Dataset entries
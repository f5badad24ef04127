//! Memory reference traces.
//!
//! Parsing of the textual trace format and a streaming reader that feeds the
//! simulator one data record at a time.

/// Streaming reader over a buffered source.
pub mod reader;

/// Record types and line parsing.
pub mod record;

pub use reader::TraceReader;
pub use record::{DataRecord, TraceRecord, parse_line};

WHAT YOU NEED TO DO =
Write the records out precisely, omitting nothing.

REPLY TO THE EXERCISE =
repository f5badad24ef04127
//! Memory reference traces.
//!
//! Parsing of the textual trace format and a streaming reader that feeds the
//! simulator one data record at a time.

/// Streaming reader over a buffered source.
pub mod reader;

/// Record types and line parsing.
pub mod record;

pub use reader::TraceReader;
pub use record::{DataRecord, TraceRecord, parse_line};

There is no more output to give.